The plot, such as it is, turns on a hapless patient -- Michael Gene Sullivan as the stock commedia figure Arlecchino -- who comes in with a mysterious lump and falls in love with Nurse Basil. Bad enough that he gets the runaround about his lump ("Follow the blue line to the exit") -- he nearly ends up with a broken heart as well.

The story stutters and never really gets going, and no one in the cast makes much of an impression. But "Damaged Care" does score some dead hits on HMO madness. The single funniest scene parodies hospital voice-mail hell perfectly. A knockabout scene in the emergency room has a good dose of black humor, too.

Dead patients get sent to the "parts department" for organ harvesting. Others are advised to call 1-800-NOT SICK for telephone triage.

SHORT ON ANGER

"Damaged Care" could use a wilder, angrier streak all along. Director Dan Chumley uses puppets to suggest how patients get treated as objects. But there's nothing audacious or inventive in the clunky direction. Cast member Toman's spry ensemble dances are a bright spot at the start and finish of the show.
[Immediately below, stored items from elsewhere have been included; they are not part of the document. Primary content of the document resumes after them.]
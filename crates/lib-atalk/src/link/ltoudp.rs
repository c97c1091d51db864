use std::io;
use std::net::{Ipv4Addr, SocketAddr, SocketAddrV4};
use std::sync::Mutex;

use async_trait::async_trait;
use tokio::net::UdpSocket;
use tracing::{debug, trace};

use crate::constants;
use crate::types::{
    Datagram, LlapFrame, LLAP_TYPE_ACK, LLAP_TYPE_DDP_LONG, LLAP_TYPE_DDP_SHORT, LLAP_TYPE_ENQ,
};

use super::{InboundFrame, LinkAddr, LinkDest, LinkDriver, LinkError, LinkEvent};

pub const LTOUDP_PORT: u16 = 1954;
pub const LTOUDP_GROUP: Ipv4Addr = Ipv4Addr::new(239, 192, 76, 84);

/// LocalTalk carried over UDP multicast: every UDP payload is one leading
/// source-node byte followed by a complete LLAP frame. Our own multicasts
/// come back and are filtered by that leading byte.
pub struct LtoudpDriver {
    socket: UdpSocket,
    group: SocketAddrV4,

    /// The node bound on this port, once acquired.
    bound: Mutex<Option<u8>>,
}

impl LtoudpDriver {
    /// Join the LToUDP multicast group on the given local interface.
    pub async fn open(interface: Ipv4Addr) -> io::Result<Self> {
        let socket = UdpSocket::bind(SocketAddr::from(([0, 0, 0, 0], LTOUDP_PORT))).await?;
        socket.join_multicast_v4(LTOUDP_GROUP, interface)?;
        // Looped-back copies of our own frames would race address probing.
        socket.set_multicast_loop_v4(false)?;
        Ok(Self {
            socket,
            group: SocketAddrV4::new(LTOUDP_GROUP, LTOUDP_PORT),
            bound: Mutex::new(None),
        })
    }

    fn bound_node(&self) -> Option<u8> {
        *self.bound.lock().unwrap_or_else(|e| e.into_inner())
    }

    async fn transmit(&self, src_node: u8, frame: &LlapFrame) -> Result<(), LinkError> {
        let mut payload = Vec::with_capacity(4 + frame.payload.len());
        payload.push(src_node);
        payload.extend_from_slice(&frame.encode());
        self.socket.send_to(&payload, self.group).await?;
        Ok(())
    }
}

#[async_trait]
impl LinkDriver for LtoudpDriver {
    fn kind(&self) -> &'static str {
        "ltoudp"
    }

    fn max_payload(&self) -> usize {
        constants::MAX_LINK_PAYLOAD
    }

    async fn bind(&self, _network: u16, node: u8) {
        *self.bound.lock().unwrap_or_else(|e| e.into_inner()) = Some(node);
    }

    async fn recv(&self) -> Result<LinkEvent, LinkError> {
        let mut buf = [0u8; 1 + 3 + constants::MAX_LINK_PAYLOAD];
        loop {
            let (len, from) = self.socket.recv_from(&mut buf).await?;
            if len < 4 {
                trace!(len, %from, "runt ltoudp packet");
                continue;
            }

            let tag = buf[0];
            if Some(tag) == self.bound_node() {
                // One of our own multicasts came back around.
                continue;
            }

            let frame = match LlapFrame::parse(&buf[1..len]) {
                Ok(frame) => frame,
                Err(err) => {
                    debug!(%err, "bad llap frame");
                    continue;
                }
            };

            match frame.kind {
                LLAP_TYPE_DDP_SHORT => {
                    return Ok(LinkEvent::Inbound(InboundFrame {
                        ddp: frame.payload,
                        llap: Some((frame.src, frame.dst)),
                        src: LinkAddr::Node(frame.src),
                    }))
                }
                LLAP_TYPE_DDP_LONG => {
                    return Ok(LinkEvent::Inbound(InboundFrame {
                        ddp: frame.payload,
                        llap: None,
                        src: LinkAddr::Node(frame.src),
                    }))
                }
                LLAP_TYPE_ENQ => {
                    // Defend our own node number.
                    if Some(frame.dst) == self.bound_node() {
                        let ack = LlapFrame::control(frame.src, frame.dst, LLAP_TYPE_ACK);
                        let node = frame.dst;
                        self.transmit(node, &ack).await?;
                    }
                    return Ok(LinkEvent::Claimed {
                        network: 0,
                        node: frame.src,
                    });
                }
                LLAP_TYPE_ACK => {
                    return Ok(LinkEvent::Claimed {
                        network: 0,
                        node: frame.src,
                    })
                }
                other => {
                    trace!(kind = other, "unhandled llap frame type");
                    continue;
                }
            }
        }
    }

    async fn probe(&self, _network: u16, node: u8) -> Result<(), LinkError> {
        let enq = LlapFrame::control(node, node, LLAP_TYPE_ENQ);
        self.transmit(node, &enq).await
    }

    async fn send_ddp(&self, datagram: &Datagram, dest: LinkDest) -> Result<(), LinkError> {
        let ddp = datagram
            .encode_long()
            .map_err(|_| LinkError::FrameTooLarge)?;
        if ddp.len() > self.max_payload() {
            return Err(LinkError::FrameTooLarge);
        }

        let dst_node = match dest {
            LinkDest::Unicast { node, .. } if node != constants::BROADCAST_NODE => node,
            _ => constants::BROADCAST_NODE,
        };
        let src_node = self.bound_node().unwrap_or(datagram.src.node);
        let frame = LlapFrame::data(dst_node, src_node, LLAP_TYPE_DDP_LONG, ddp);
        self.transmit(src_node, &frame).await
    }
}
The Mime Troupe's July 4 openings always draw a faithful throng, and Saturday's was no exception. But it's hard not to sense something perfunctory behind the loyalty.

The Troupe's shows are just not as vivid and agile as they once were. With last year's dreary "Killing Time" and the ordinary "Soul Suckers from Outer Space" in '96, the company has hit a three-year lull. Remember "Back to Normal," "Coast City Confidential," "Secrets in the Sand" and the popular "Factwino" cartoons?

Maybe a great script could lure the sorely missed Sharon Lockwood from her Mime Troupe retirement. Let's hope so, and hope that one of the country's true-blue political theaters can recover its vital signs next year.